Advisory Committee, Pediatric Ethics Subcommittee meetings.)
    Procedure: Interested persons may present data, information, or 
views, orally or in writing, on issues pending before the subcommittee. 
Written submissions may be made to the contact person by November 4, 
2005. Oral presentations from the public will be scheduled between 
approximately 11 a.m. and 12 noon.
    Time allotted for each presentation may be limited. Those desiring 
to make formal oral presentations should notify the contact person by 
November 4, 2005, and submit a brief statement of the general nature of 
the evidence or arguments they wish to present, the names and addresses 
of proposed participants, and an indication of the approximate time 
requested to make their presentation.
    Persons attending FDA's advisory committee meetings are advised 
that the agency is not responsible for providing access to electrical 
    FDA welcomes the attendance of the public at its advisory committee 
meetings and will make every effort to accommodate persons with 
physical disabilities or special needs.
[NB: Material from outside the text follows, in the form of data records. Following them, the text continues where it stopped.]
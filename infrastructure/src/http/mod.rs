//! HTTP adapter for the prediction backend
//!
//! Implements [`SymptomApi`](symptom_application::SymptomApi) with `reqwest`:
//!
//! | Endpoint | Method | Body |
//! |----------|--------|------|
//! | `/symptom_suggest?query=` | GET | - |
//! | `/predict` | POST | multipart: `symptoms`, demographics, `lab_reports` |
//! | `/analyze_lab_report` | POST | multipart: `file` |

mod client;
mod wire;

pub use client::HttpSymptomApi;
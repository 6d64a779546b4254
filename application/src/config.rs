//! Application-level configuration.
//!
//! Controls how the use cases behave at runtime: network timeouts, the
//! autocomplete debounce window, and how long error notices stay visible.

use std::time::Duration;

/// Runtime behavior of [`SymptomCheckController`](crate::SymptomCheckController).
#[derive(Debug, Clone)]
pub struct ControllerConfig {
    /// Upper bound on a single suggestion request. `None` waits forever.
    pub suggest_timeout: Option<Duration>,
    /// Upper bound on a single prediction or lab-report request.
    pub predict_timeout: Option<Duration>,
    /// Quiet period before a suggestion query is sent.
    pub debounce: Duration,
    /// Abort superseded suggestion requests instead of just ignoring them.
    pub cancel_superseded: bool,
    /// How long a prediction error stays on screen before dismissing itself.
    pub error_dismiss_after: Duration,
}

impl Default for ControllerConfig {
    fn default() -> Self {
        Self {
            suggest_timeout: Some(Duration::from_secs(5)),
            predict_timeout: Some(Duration::from_secs(60)),
            debounce: Duration::from_millis(150),
            cancel_superseded: true,
            error_dismiss_after: Duration::from_secs(5),
        }
    }
}

impl ControllerConfig {
    // ==================== Builder Methods ====================

    pub fn with_suggest_timeout(mut self, timeout: Option<Duration>) -> Self {
        self.suggest_timeout = timeout;
        self
    }

    pub fn with_predict_timeout(mut self, timeout: Option<Duration>) -> Self {
        self.predict_timeout = timeout;
        self
    }

    pub fn with_debounce(mut self, debounce: Duration) -> Self {
        self.debounce = debounce;
        self
    }

    pub fn with_cancel_superseded(mut self, cancel: bool) -> Self {
        self.cancel_superseded = cancel;
        self
    }

    pub fn with_error_dismiss_after(mut self, after: Duration) -> Self {
        self.error_dismiss_after = after;
        self
    }
}
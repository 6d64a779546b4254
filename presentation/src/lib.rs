//! Presentation layer for symptom-checker
//!
//! This crate contains CLI definitions, output formatters,
//! progress indicators, and the interactive session.

pub mod cli;
pub mod output;
pub mod progress;
pub mod repl;

// Re-export commonly used types
pub use cli::commands::Cli;
pub use output::console::ConsoleFormatter;
pub use progress::spinner::SubmissionSpinner;
pub use repl::{presenter::ReplPresenter, session::SymptomRepl};
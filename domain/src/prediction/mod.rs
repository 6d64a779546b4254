//! Prediction subdomain
//!
//! Everything that goes into a prediction request and everything that
//! comes back out of one:
//!
//! - [`demographics::Demographics`]: optional age/gender/weight/height
//! - [`bmi::Bmi`]: body-mass index computed from weight and height
//! - [`request::PredictionRequest`]: immutable per-attempt snapshot
//! - [`outcome::PredictionOutcome`]: success report or failure reason
//! - [`phase::SubmissionPhase`]: the single-flight submission state

pub mod bmi;
pub mod demographics;
pub mod outcome;
pub mod phase;
pub mod request;
//! Command-line interface definitions

pub mod commands;
//! Prediction request snapshot

use super::demographics::Demographics;
use crate::core::error::DomainError;
use crate::staging::entities::{FileStaging, StagedFile};
use crate::symptom::entities::SymptomSet;
use crate::symptom::value_objects::Symptom;

/// Everything sent with one submission attempt.
///
/// Built from the live session state at the moment of submission and never
/// mutated afterwards; later edits to the session do not affect it.
#[derive(Debug, Clone, PartialEq)]
pub struct PredictionRequest {
    symptoms: Vec<Symptom>,
    demographics: Demographics,
    lab_reports: Vec<StagedFile>,
}

impl PredictionRequest {
    /// Take a snapshot, rejecting an empty symptom set.
    pub fn snapshot(
        symptoms: &SymptomSet,
        demographics: &Demographics,
        staging: &FileStaging,
    ) -> Result<Self, DomainError> {
        if symptoms.is_empty() {
            return Err(DomainError::EmptySymptoms);
        }
        Ok(Self {
            symptoms: symptoms.to_vec(),
            demographics: demographics.clone(),
            lab_reports: staging.files().to_vec(),
        })
    }

    pub fn symptoms(&self) -> &[Symptom] {
        &self.symptoms
    }

    pub fn symptom_labels(&self) -> Vec<&str> {
        self.symptoms.iter().map(Symptom::label).collect()
    }

    pub fn demographics(&self) -> &Demographics {
        &self.demographics
    }

    pub fn lab_reports(&self) -> &[StagedFile] {
        &self.lab_reports
    }
}

#[cfg(test)]
mod tests {
    use super::*;
    use crate::prediction::demographics::DemographicField;
    use crate::staging::entities::FileHandle;

    #[test]
    fn test_empty_symptoms_rejected() {
        let result = PredictionRequest::snapshot(
            &SymptomSet::new(),
            &Demographics::new(),
            &FileStaging::new(),
        );
        assert_eq!(result, Err(DomainError::EmptySymptoms));
    }

    #[test]
    fn test_snapshot_is_detached_from_session() {
        let mut symptoms = SymptomSet::new();
        symptoms.add("fever");
        let mut staging = FileStaging::new();
        staging
            .stage(vec![FileHandle::new("cbc.png", "image/png", vec![1, 2, 3])])
            .unwrap();
        let demographics = Demographics::new().with(DemographicField::Age, "40");

        let request = PredictionRequest::snapshot(&symptoms, &demographics, &staging).unwrap();

        symptoms.add("cough");
        staging.clear();

        assert_eq!(request.symptom_labels(), vec!["fever"]);
        assert_eq!(request.lab_reports().len(), 1);
        assert_eq!(request.demographics().get(DemographicField::Age), Some("40"));
    }
}
//! Application layer for symptom-checker
//!
//! This crate contains use cases, port definitions, and controller configuration.
//! It depends only on the domain layer.

pub mod config;
pub mod ports;
pub mod use_cases;

// Re-export commonly used types
pub use config::ControllerConfig;
pub use ports::{
    file_loader::{FileLoadFailure, FileLoaderPort},
    symptom_api::{ApiError, LabReportReply, SymptomApi},
    ui_event::{PredictionErrorEvent, StatusSnapshot, UiEvent},
};
pub use use_cases::analyze_lab_report::{AnalyzeLabReportUseCase, LabReportError};
pub use use_cases::controller::{CommandAction, SymptomCheckController};
pub use use_cases::search_suggestions::{SearchError, SearchOutcome, SuggestionSearch};
pub use use_cases::submit_prediction::{
    CompletedSubmission, PendingSubmission, PredictionOrchestrator, SubmissionGuard, SubmitError,
};
//! Configuration file loading for symptom-checker
//!
//! This module handles file I/O and merging of configuration from multiple sources.
//! The priority order (highest to lowest):
//!
//! 1. `--config <path>` specified file
//! 2. Project root: `./symptom-checker.toml` or `./.symptom-checker.toml`
//! 3. XDG config: `$XDG_CONFIG_HOME/symptom-checker/config.toml`
//! 4. Environment: `SYMPTOM_CHECKER_API__BASE_URL` and friends
//! 5. Default values

mod file_config;
mod loader;

pub use file_config::{
    ConfigValidationError, DEFAULT_BASE_URL, FileApiConfig, FileConfig, FileSearchConfig,
    FileUiConfig,
};
pub use loader::ConfigLoader;
//! tether - run a command under supervision
//!
//! Launches one child process, optionally waits for a readiness line,
//! mirrors its output to the log and brings it down cleanly when it exits,
//! when a deadline passes, or when tether itself is interrupted. The exit
//! status is printed to stdout as JSON.

use anyhow::{Context, Result};
use clap::Parser;
use serde::Serialize;
use std::path::PathBuf;
use std::process::ExitCode;
use tether_config::{ProcessOptions, ReadyCheck, load_config};
use tether_core::{ExitHooks, ExitStatus, HookKind, OutputStream, ProcessEvent, ProcessHandle};
use tether_host_linux::LinuxLauncher;
use tether_util::millis;
use tokio::signal::unix::{SignalKind, signal};
use tokio::sync::broadcast::error::RecvError;
use tracing::{debug, info, warn};
use tracing_subscriber::EnvFilter;

/// tether - Run a command under supervision and report how it exited
#[derive(Parser, Debug)]
#[command(name = "tether")]
#[command(about = "Run a command under supervision and report how it exited", long_about = None)]
struct Args {
    /// Configuration file with named process entries
    #[arg(short, long, requires = "entry")]
    config: Option<PathBuf>,

    /// Entry in the configuration file to run
    #[arg(short, long, requires = "config")]
    entry: Option<String>,

    /// Wait for an output line containing this text before continuing
    #[arg(short, long)]
    wait_for: Option<String>,

    /// Stream to watch for --wait-for (stdout or stderr)
    #[arg(long, default_value = "stdout")]
    stream: String,

    /// Default timeout for every wait, in milliseconds
    #[arg(short, long)]
    timeout: Option<u64>,

    /// Stop the command after this many milliseconds
    #[arg(long)]
    run_for: Option<u64>,

    /// Log level
    #[arg(short, long, default_value = "info")]
    log_level: String,

    /// Command to run, after `--`
    #[arg(last = true)]
    command: Vec<String>,
}

/// Machine-readable summary printed when the child is gone
#[derive(Debug, Serialize)]
struct ExitReport<'a> {
    name: &'a str,
    pid: Option<u32>,
    stopped: bool,
    status: ExitStatus,
}

/// Work out what to run and what readiness line to wait for
fn resolve_process(args: &Args) -> Result<(ProcessOptions, Option<ReadyCheck>)> {
    let (mut options, mut ready) = match (&args.config, &args.entry) {
        (Some(path), Some(entry)) => {
            let config = load_config(path)
                .with_context(|| format!("Failed to load config from {:?}", path))?;
            let entry = config
                .get_process(entry)
                .with_context(|| format!("No process named '{}' in {:?}", entry, path))?;
            (entry.options.clone(), entry.ready.clone())
        }
        _ => {
            let options = ProcessOptions::from_command(args.command.clone())
                .context("No command given; pass one after `--` or use --config/--entry")?;
            (options, None)
        }
    };

    if let Some(timeout) = args.timeout {
        options = options.with_timeout(millis(timeout));
    }

    if let Some(output) = &args.wait_for {
        let stream: OutputStream = args.stream.parse()?;
        ready = Some(ReadyCheck {
            output: output.clone(),
            stream,
            timeout: None,
        });
    }

    Ok((options, ready))
}

/// Copy every child output line and lifecycle event into the log
fn mirror_output(handle: &ProcessHandle) {
    for channel in [handle.stdout(), handle.stderr()] {
        let name = handle.name().to_string();
        let stream = channel.stream();
        channel.subscribe(move |line| {
            info!(target: "tether::child", name = %name, stream = %stream, "{}", line);
        });
    }

    let mut events = handle.subscribe();
    tokio::spawn(async move {
        loop {
            match events.recv().await {
                Ok(ProcessEvent::Error(message)) => warn!(error = %message, "Child process error"),
                Ok(event) => debug!(event = ?event, "Child process event"),
                Err(RecvError::Lagged(missed)) => warn!(missed, "Missed child process events"),
                Err(RecvError::Closed) => break,
            }
        }
    });
}

/// Map the child's status onto our own exit code, shell style
fn exit_code(status: &ExitStatus) -> u8 {
    match (status.code, status.signal) {
        (Some(code), _) => code.clamp(0, 255) as u8,
        (None, Some(signal)) => (128 + signal as i32).clamp(0, 255) as u8,
        (None, None) => 1,
    }
}

async fn run(args: Args) -> Result<ExitCode> {
    let (options, ready) = resolve_process(&args)?;

    let hooks = ExitHooks::new();
    let launcher = LinuxLauncher::new();
    let handle = ProcessHandle::spawn(options, &launcher, &hooks);
    mirror_output(&handle);

    let pid = handle
        .ready(None)
        .await
        .with_context(|| format!("Failed to start {}", handle.name()))?;
    info!(pid, process = %handle, "Process started");

    if let Some(ready) = &ready {
        let waited = handle
            .output(ready.output.as_str(), ready.timeout, Some(ready.stream.as_str()))
            .await;
        match waited {
            Ok(line) => info!(process = %handle, line = %line, "Process ready"),
            Err(e) => {
                hooks.run(HookKind::Exit).await;
                return Err(e).with_context(|| {
                    format!("{} never printed {:?} on {}", handle.name(), ready.output, ready.stream)
                });
            }
        }
    }

    let mut sigterm = signal(SignalKind::terminate()).context("Failed to create SIGTERM handler")?;
    let mut interrupted = hooks.listen_for_interrupt();
    let run_for = async {
        match args.run_for {
            Some(ms) => tokio::time::sleep(millis(ms)).await,
            None => std::future::pending().await,
        }
    };

    let status = tokio::select! {
        status = handle.close(None) => status?,
        ran = &mut interrupted => {
            info!(hooks = ran.unwrap_or_default(), "Received SIGINT, stopping child");
            handle.stop(None).await?
        }
        _ = sigterm.recv() => {
            info!("Received SIGTERM, stopping child");
            hooks.run(HookKind::Exit).await;
            handle.stop(None).await?
        }
        _ = run_for => {
            info!(run_for_ms = args.run_for, "Run time elapsed, stopping child");
            handle.stop(None).await?
        }
    };
    interrupted.abort();

    let report = ExitReport {
        name: handle.name(),
        pid: handle.pid(),
        stopped: handle.is_stopped(),
        status,
    };
    println!("{}", serde_json::to_string(&report)?);
    info!(process = %handle, status = %status, "Process finished");

    Ok(ExitCode::from(exit_code(&status)))
}

#[tokio::main]
async fn main() -> Result<ExitCode> {
    let args = Args::parse();

    // Initialize logging
    let filter = EnvFilter::try_from_default_env()
        .unwrap_or_else(|_| EnvFilter::new(&args.log_level));

    tracing_subscriber::fmt()
        .with_env_filter(filter)
        .with_writer(std::io::stderr)
        .with_target(true)
        .init();

    info!(version = env!("CARGO_PKG_VERSION"), "tether starting");

    run(args).await
}

#[cfg(test)]
mod tests {
    use super::*;
    use tether_core::Signal;

    fn args(argv: &[&str]) -> Args {
        Args::parse_from(std::iter::once("tether").chain(argv.iter().copied()))
    }

    #[test]
    fn command_after_separator() {
        let (options, ready) = resolve_process(&args(&["--timeout", "250", "--", "sleep", "10"])).unwrap();
        assert_eq!(options.binary, "sleep");
        assert_eq!(options.args, vec!["10"]);
        assert_eq!(options.timeout, millis(250));
        assert!(ready.is_none());
    }

    #[test]
    fn wait_for_builds_ready_check() {
        let (_, ready) =
            resolve_process(&args(&["--wait-for", "listening", "--stream", "stderr", "--", "server"])).unwrap();
        let ready = ready.unwrap();
        assert_eq!(ready.output, "listening");
        assert_eq!(ready.stream, OutputStream::Stderr);
    }

    #[test]
    fn missing_command_is_an_error() {
        assert!(resolve_process(&args(&[])).is_err());
        assert!(resolve_process(&args(&["--stream", "stdin", "--wait-for", "x", "--", "true"])).is_err());
    }

    #[test]
    fn config_entry_is_used() {
        let mut file = tempfile::NamedTempFile::new().unwrap();
        std::io::Write::write_all(
            &mut file,
            br#"
config_version = 1

[[processes]]
name = "echo"
command = ["echo", "hi"]
timeout_ms = 300
"#,
        )
        .unwrap();

        let path = file.path().to_str().unwrap();
        let (options, _) = resolve_process(&args(&["--config", path, "--entry", "echo"])).unwrap();
        assert_eq!(options.display_name(), "echo");
        assert_eq!(options.args, vec!["hi"]);
        assert_eq!(options.timeout, millis(300));

        assert!(resolve_process(&args(&["--config", path, "--entry", "missing"])).is_err());
    }

    #[test]
    fn exit_codes_follow_shell_convention() {
        assert_eq!(exit_code(&ExitStatus::success()), 0);
        assert_eq!(exit_code(&ExitStatus::with_code(3)), 3);
        assert_eq!(exit_code(&ExitStatus::signaled(Signal::SIGTERM)), 143);
        assert_eq!(exit_code(&ExitStatus::signaled(Signal::SIGKILL)), 137);
    }
}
If you require special 
accommodations due to a disability, please notify Jan Johannessen at 
least 7 days prior to the meeting.
    Notice of this meeting is given under the Federal Advisory 
Committee Act (5 U.S.C. app. 2).

    Dated: October 3, 2005.
Jason Brodsky,
Acting Associate Commissioner for External Relations.
[FR Doc. 05-20302 Filed 10-5-05; 11:25 am]